EXERCISE:
All that should be output is the block of lines below from the line with "pub fn sdp_fmtp_line(&self)" to the line with "pub enum CaptureSource", both included, exactly as written.

╭─ MATERIALS PROVIDED

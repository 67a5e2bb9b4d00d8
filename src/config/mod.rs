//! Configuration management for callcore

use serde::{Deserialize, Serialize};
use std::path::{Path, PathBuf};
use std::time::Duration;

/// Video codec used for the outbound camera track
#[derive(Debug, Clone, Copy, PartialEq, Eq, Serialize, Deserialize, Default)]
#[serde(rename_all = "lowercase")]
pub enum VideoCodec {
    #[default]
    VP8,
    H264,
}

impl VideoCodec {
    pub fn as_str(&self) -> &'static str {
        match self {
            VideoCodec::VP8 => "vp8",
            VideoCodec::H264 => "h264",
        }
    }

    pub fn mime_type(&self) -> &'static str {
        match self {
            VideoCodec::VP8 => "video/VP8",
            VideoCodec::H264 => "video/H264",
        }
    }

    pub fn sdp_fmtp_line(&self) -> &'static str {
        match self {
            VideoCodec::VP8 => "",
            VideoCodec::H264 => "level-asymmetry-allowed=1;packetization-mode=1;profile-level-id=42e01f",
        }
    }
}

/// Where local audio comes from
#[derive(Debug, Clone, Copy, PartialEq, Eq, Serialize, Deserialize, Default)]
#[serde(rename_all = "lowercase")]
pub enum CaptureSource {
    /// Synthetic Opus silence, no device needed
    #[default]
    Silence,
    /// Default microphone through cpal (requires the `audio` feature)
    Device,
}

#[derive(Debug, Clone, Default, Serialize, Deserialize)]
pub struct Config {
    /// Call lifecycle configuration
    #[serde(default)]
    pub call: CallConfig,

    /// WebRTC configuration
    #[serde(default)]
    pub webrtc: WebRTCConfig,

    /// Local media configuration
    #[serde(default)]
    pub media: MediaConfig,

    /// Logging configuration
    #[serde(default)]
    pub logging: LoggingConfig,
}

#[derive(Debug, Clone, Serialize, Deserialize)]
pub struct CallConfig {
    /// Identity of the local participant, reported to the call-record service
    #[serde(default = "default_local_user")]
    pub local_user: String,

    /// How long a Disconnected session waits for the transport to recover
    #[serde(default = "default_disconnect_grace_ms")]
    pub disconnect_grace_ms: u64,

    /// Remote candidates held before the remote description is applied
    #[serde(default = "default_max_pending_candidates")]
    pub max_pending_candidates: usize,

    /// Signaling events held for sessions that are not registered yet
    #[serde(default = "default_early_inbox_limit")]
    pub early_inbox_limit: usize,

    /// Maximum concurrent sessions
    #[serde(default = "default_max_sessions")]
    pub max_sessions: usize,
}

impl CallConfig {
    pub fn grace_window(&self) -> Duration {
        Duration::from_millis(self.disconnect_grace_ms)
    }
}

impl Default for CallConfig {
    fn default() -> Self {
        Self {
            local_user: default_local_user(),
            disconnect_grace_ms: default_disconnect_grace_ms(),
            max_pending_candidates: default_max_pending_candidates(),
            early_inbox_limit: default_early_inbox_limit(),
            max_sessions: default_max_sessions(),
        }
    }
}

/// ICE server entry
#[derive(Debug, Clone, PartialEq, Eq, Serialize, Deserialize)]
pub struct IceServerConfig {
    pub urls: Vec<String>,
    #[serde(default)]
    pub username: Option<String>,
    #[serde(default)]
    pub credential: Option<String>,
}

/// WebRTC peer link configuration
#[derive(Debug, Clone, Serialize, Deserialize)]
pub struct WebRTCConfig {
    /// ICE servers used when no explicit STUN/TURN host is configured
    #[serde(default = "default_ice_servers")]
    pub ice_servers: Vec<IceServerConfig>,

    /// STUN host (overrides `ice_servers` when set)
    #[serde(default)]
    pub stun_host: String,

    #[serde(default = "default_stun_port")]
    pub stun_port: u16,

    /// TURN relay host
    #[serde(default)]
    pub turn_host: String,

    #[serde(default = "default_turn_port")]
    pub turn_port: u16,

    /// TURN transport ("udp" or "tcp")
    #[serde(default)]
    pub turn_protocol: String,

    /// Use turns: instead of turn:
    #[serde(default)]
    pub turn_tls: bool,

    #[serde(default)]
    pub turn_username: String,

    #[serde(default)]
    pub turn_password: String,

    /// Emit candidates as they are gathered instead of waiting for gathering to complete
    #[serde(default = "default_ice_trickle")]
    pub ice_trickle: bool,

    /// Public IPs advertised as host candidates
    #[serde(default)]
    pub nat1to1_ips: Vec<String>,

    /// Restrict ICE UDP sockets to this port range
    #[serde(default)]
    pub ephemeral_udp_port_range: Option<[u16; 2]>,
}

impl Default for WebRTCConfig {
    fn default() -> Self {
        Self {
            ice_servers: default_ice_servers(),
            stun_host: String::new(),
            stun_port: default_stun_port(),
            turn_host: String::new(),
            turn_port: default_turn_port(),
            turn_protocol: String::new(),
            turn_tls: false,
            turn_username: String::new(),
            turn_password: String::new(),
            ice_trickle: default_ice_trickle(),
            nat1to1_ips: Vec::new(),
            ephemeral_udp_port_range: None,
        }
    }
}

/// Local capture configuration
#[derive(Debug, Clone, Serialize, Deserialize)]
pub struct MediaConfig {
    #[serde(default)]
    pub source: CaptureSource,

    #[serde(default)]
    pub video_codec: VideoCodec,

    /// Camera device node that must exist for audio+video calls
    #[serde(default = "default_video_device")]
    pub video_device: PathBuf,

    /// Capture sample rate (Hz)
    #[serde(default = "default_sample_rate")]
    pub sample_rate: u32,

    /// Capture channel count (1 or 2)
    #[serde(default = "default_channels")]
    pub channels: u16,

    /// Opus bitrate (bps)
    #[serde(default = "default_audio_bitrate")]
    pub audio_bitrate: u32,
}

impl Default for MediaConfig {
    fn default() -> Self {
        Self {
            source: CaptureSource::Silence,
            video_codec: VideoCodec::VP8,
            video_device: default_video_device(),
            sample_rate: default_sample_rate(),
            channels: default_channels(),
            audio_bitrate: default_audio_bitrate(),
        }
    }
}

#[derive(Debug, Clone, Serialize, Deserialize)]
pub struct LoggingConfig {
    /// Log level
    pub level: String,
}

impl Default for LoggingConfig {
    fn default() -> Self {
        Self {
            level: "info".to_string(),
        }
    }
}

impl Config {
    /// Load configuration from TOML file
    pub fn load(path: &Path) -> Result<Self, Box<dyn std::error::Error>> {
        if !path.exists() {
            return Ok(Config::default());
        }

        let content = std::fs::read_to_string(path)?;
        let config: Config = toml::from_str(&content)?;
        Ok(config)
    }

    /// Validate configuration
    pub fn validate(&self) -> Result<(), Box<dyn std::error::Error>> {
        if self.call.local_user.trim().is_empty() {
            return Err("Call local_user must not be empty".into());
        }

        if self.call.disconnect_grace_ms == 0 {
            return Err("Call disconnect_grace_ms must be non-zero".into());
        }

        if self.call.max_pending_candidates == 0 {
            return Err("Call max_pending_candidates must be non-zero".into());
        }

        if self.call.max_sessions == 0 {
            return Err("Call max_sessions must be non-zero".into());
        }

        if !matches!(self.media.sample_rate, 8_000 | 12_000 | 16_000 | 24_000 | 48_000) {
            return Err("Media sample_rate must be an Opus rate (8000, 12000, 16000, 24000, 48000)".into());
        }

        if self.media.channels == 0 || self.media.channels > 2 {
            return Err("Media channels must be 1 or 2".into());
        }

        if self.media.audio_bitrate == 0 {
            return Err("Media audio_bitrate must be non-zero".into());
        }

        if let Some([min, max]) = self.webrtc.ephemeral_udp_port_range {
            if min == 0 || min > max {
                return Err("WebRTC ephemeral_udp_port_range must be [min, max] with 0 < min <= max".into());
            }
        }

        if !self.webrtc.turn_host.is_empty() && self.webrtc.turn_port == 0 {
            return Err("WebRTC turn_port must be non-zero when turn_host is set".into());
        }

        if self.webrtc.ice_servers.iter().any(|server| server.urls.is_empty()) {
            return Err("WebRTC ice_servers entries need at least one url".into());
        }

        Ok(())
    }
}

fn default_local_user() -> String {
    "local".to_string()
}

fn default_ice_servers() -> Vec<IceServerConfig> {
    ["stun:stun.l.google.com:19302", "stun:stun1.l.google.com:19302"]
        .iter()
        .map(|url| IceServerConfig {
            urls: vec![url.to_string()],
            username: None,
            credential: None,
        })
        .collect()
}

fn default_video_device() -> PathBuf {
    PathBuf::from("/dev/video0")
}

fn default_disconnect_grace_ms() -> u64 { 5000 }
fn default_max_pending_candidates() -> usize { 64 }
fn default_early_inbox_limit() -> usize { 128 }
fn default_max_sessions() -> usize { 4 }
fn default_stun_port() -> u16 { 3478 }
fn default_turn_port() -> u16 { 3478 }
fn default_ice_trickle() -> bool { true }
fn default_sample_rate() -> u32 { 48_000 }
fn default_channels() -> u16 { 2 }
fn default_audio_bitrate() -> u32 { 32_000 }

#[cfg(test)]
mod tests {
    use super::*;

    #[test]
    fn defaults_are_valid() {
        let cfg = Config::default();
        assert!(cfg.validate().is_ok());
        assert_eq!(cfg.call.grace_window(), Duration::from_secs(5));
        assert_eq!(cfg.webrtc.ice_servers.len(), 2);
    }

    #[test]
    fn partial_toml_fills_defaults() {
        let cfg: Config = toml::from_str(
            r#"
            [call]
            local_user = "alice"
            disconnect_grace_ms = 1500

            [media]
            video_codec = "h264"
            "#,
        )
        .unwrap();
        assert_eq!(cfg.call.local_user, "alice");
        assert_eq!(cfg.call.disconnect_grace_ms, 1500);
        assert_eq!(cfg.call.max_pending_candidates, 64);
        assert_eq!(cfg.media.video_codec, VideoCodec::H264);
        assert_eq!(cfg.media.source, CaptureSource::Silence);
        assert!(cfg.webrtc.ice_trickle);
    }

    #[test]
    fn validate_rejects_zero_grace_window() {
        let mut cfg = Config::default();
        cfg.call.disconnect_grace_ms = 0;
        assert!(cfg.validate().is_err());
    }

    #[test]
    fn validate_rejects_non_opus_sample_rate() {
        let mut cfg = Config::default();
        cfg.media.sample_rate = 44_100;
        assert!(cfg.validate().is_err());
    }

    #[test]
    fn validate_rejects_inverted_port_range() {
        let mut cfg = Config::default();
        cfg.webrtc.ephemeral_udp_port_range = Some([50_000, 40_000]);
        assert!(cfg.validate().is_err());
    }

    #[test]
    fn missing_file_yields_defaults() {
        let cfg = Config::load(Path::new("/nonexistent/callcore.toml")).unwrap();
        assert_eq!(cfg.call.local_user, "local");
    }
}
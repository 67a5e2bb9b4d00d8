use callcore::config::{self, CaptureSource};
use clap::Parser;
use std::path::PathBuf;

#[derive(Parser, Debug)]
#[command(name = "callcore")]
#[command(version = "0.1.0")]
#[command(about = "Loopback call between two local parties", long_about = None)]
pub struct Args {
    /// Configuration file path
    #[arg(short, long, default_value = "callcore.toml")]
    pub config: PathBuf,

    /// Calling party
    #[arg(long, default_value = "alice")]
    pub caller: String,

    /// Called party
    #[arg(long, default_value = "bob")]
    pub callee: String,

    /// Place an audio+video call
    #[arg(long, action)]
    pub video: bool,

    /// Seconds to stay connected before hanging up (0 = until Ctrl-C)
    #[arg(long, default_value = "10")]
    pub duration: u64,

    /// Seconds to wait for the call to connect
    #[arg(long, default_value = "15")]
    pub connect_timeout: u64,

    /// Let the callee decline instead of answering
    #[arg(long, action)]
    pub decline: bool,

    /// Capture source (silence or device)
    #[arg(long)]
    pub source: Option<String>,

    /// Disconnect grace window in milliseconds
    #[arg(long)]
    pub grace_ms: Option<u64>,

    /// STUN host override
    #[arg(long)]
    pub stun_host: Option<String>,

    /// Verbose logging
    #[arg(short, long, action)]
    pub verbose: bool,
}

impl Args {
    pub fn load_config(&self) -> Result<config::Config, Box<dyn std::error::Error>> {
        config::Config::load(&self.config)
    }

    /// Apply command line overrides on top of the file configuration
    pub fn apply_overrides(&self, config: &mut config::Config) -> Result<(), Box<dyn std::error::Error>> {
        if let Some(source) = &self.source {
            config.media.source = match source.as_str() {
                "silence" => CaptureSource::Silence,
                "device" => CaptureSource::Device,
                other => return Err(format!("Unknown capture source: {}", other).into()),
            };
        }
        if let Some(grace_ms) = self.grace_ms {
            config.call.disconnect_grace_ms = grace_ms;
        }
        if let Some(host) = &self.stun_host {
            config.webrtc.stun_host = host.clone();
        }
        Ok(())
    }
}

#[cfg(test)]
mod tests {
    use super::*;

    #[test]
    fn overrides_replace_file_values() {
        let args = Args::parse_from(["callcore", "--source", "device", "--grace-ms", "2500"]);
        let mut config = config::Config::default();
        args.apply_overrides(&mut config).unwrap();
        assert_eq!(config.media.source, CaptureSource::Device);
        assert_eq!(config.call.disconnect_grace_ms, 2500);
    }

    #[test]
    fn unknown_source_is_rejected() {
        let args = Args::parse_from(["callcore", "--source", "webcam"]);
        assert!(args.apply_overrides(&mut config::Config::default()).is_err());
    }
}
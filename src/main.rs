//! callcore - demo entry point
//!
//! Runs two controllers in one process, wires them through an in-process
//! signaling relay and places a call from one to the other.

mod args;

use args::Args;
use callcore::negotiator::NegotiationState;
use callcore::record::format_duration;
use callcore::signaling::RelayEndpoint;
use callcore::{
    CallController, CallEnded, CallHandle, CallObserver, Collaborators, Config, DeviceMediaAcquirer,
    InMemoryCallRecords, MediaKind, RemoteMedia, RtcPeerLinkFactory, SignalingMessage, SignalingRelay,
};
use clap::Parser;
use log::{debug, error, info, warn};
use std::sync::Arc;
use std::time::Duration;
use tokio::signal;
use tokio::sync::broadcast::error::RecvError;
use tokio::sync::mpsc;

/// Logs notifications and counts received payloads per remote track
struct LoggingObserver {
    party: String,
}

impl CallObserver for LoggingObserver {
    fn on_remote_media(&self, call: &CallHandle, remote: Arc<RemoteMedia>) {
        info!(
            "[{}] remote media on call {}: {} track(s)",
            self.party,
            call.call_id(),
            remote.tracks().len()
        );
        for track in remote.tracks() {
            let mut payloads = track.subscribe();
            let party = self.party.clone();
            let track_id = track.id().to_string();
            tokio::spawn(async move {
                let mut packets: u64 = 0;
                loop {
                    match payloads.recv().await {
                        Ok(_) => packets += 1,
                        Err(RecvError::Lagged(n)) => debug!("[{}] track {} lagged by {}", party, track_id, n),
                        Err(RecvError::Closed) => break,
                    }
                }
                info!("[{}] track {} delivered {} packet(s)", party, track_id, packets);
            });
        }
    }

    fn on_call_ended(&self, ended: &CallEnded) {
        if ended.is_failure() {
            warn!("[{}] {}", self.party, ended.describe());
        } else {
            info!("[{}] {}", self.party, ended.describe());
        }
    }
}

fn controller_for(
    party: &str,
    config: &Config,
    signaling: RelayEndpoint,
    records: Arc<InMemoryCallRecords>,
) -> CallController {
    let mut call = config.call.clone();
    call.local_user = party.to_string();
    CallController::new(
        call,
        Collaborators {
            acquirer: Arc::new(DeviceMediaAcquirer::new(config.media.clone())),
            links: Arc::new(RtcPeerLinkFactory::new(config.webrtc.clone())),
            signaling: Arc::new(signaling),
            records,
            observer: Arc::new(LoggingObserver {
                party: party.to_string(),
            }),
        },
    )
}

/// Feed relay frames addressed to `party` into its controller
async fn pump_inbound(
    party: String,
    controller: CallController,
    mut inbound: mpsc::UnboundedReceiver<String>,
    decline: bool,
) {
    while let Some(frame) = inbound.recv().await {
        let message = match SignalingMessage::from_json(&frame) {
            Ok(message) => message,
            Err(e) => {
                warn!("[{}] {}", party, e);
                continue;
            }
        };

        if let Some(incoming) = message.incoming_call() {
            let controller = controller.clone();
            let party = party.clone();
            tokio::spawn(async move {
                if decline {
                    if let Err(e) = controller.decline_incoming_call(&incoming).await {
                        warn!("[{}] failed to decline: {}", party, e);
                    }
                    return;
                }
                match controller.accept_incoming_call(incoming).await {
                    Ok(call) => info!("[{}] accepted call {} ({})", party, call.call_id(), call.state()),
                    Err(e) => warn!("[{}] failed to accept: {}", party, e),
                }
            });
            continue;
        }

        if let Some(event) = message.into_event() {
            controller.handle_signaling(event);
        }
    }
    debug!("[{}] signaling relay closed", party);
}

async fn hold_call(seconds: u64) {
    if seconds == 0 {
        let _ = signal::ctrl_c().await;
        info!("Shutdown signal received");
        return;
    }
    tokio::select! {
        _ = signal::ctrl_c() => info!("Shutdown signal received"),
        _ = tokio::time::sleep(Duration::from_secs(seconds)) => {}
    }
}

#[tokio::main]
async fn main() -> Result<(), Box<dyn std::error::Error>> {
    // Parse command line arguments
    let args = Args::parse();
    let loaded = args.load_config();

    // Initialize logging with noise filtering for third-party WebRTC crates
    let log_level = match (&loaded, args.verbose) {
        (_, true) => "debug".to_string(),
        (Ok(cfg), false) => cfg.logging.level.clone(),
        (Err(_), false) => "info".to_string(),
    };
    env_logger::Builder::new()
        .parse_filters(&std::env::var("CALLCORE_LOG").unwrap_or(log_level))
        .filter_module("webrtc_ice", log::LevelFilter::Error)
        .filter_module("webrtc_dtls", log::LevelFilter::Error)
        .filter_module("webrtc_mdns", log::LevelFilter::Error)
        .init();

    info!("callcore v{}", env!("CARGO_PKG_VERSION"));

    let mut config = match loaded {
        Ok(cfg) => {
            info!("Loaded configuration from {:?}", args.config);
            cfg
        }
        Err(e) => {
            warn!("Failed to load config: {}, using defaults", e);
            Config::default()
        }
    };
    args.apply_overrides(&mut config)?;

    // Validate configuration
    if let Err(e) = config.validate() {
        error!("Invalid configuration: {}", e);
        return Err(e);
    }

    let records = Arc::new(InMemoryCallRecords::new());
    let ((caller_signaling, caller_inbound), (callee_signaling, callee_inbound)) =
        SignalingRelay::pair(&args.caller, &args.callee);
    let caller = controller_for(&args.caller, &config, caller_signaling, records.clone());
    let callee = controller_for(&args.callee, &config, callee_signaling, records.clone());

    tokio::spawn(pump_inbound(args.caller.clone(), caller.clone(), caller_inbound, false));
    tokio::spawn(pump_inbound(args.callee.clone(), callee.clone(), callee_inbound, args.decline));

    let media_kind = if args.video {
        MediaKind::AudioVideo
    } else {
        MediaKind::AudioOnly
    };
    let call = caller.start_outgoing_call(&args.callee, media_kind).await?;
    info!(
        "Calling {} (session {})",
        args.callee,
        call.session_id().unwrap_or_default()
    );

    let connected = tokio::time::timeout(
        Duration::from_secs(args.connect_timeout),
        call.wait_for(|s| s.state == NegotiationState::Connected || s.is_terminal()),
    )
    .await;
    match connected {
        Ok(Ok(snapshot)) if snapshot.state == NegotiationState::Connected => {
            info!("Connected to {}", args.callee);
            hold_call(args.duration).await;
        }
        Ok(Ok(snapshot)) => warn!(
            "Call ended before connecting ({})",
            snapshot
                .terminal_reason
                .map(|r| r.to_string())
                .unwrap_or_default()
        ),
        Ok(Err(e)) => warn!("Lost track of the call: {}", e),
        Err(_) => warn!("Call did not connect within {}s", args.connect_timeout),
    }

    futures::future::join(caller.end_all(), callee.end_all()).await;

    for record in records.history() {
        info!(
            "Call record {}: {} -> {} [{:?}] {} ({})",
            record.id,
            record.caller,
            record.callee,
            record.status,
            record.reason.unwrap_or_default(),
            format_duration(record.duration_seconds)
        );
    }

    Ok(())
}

╰─

FINISHED TASK:
    pub fn sdp_fmtp_line(&self) -> &'static str {
        match self {
            VideoCodec::VP8 => "",
            VideoCodec::H264 => "level-asymmetry-allowed=1;packetization-mode=1;profile-level-id=42e01f",
        }
    }
}

/// Where local audio comes from
#[derive(Debug, Clone, Copy, PartialEq, Eq, Serialize, Deserialize, Default)]
#[serde(rename_all = "lowercase")]
pub enum CaptureSource {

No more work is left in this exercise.